## Work item
Scan the entries for lines with the word "saturates" and copy those lines.

## Dataset
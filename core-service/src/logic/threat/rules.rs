//! Threat DNA Scaling Rules
//!
//! Constants only. Each signal is `min(value / divisor, 1.0)` or
//! `min(ratio * amplifier, 1.0)`.

/// URL length at which Length Risk saturates
pub const LENGTH_SATURATION: f64 = 150.0;

/// Special-character ratio amplifier
pub const SPECIAL_RATIO_AMPLIFIER: f64 = 3.0;

/// Subdomain count at which Subdomain Depth saturates
pub const SUBDOMAIN_SATURATION: f64 = 4.0;

/// Digit ratio amplifier
pub const DIGIT_RATIO_AMPLIFIER: f64 = 4.0;

/// Hyphen count at which Hyphen Abuse saturates
pub const HYPHEN_SATURATION: f64 = 6.0;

## Expected answer
/// URL length at which Length Risk saturates
/// Subdomain count at which Subdomain Depth saturates
/// Hyphen count at which Hyphen Abuse saturates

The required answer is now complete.